» **WHAT IS BEING ASKED**
The response must contain every line below in which "TokenKind" appears.

=== RECORDS FOR THIS TASK ===

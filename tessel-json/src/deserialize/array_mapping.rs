//! Positional encoding of records: `[v1, v2, ...]` in field declaration order.

use alloc::sync::Arc;

use tessel_core::{TypeDescriptor, Value};

use super::record::{RecordBuild, RecordDeserializer};
use crate::context::PathKey;
use crate::error::{DeserError, DeserErrorKind, Result, suggest};
use crate::lexer::{Span, TokenKind};
use crate::reader::JsonReader;
use crate::Features;

/// Read a positional array. An optional leading `"<type key>": "<name>",`
/// pair selects a subtype.
pub(super) fn read(
    de: &RecordDeserializer,
    reader: &mut JsonReader<'_>,
    key: PathKey,
    features: Features,
) -> Result<Value> {
    let start = reader.lexer.span();
    reader.lexer.next_token()?;

    let config = reader.config;
    let registry = reader.registry;
    let ty = de.ty();
    if !features.contains(Features::DISABLE_SPECIAL_KEY_DETECT)
        && let Some(tag) = reader.lexer.scan_type_name(config.type_key_for(ty))?
        && tag != ty.tag()
        && tag != ty.name()
    {
        let sub = registry
            .resolve_subtype(
                &tag,
                ty,
                config.guard(),
                features.contains(Features::SAFE_MODE),
            )
            .map_err(|reason| {
                DeserError::new(
                    DeserErrorKind::UnknownType {
                        suggestion: suggest(&tag, registry.names()),
                        name: tag.clone(),
                        reason,
                    },
                    start,
                )
            })?;
        trace!("positional `{}` is a `{}`", ty.name(), sub.name());
        let sub = RecordDeserializer::new(sub);
        let features = config.features().for_type(sub.ty());
        let build = RecordBuild::new(Arc::clone(sub.ty()), features, key, start, None);
        return read_elements(&sub, reader, build).map_err(|err| err.with_type(sub.ty().name()));
    }

    let build = RecordBuild::new(Arc::clone(ty), features, key, start, None);
    read_elements(de, reader, build)
}

fn read_elements(
    de: &RecordDeserializer,
    reader: &mut JsonReader<'_>,
    mut build: RecordBuild,
) -> Result<Value> {
    let result = fill(de, reader, &mut build);
    build.close(reader);
    result
}

fn fill(
    de: &RecordDeserializer,
    reader: &mut JsonReader<'_>,
    build: &mut RecordBuild,
) -> Result<Value> {
    let ty = Arc::clone(de.ty());
    for i in 0..ty.fields().len() {
        if reader.lexer.token() == TokenKind::RBracket {
            return Err(arity(&ty, i, reader.lexer.span()));
        }
        if i > 0 {
            reader.lexer.advance(TokenKind::Comma)?;
        }
        de.read_field(reader, build, i)?;
    }

    match reader.lexer.token() {
        TokenKind::RBracket => reader.lexer.next_token()?,
        TokenKind::Comma => {
            return Err(DeserError::new(
                DeserErrorKind::InvalidValue {
                    message: format!(
                        "expected {} elements for `{}`, found more",
                        ty.fields().len(),
                        ty.name()
                    ),
                },
                reader.lexer.span(),
            ));
        }
        _ => return Err(reader.lexer.unexpected("`,` or `]`")),
    }
    de.finish(reader, build)
}

fn arity(ty: &TypeDescriptor, found: usize, span: Span) -> DeserError {
    DeserError::new(
        DeserErrorKind::InvalidValue {
            message: format!(
                "expected {} elements for `{}`, found {found}",
                ty.fields().len(),
                ty.name()
            ),
        },
        span,
    )
}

===

» **OUTPUT FOR THIS TASK**
use crate::lexer::{Span, TokenKind};
        if reader.lexer.token() == TokenKind::RBracket {
            reader.lexer.advance(TokenKind::Comma)?;
        TokenKind::RBracket => reader.lexer.next_token()?,
        TokenKind::Comma => {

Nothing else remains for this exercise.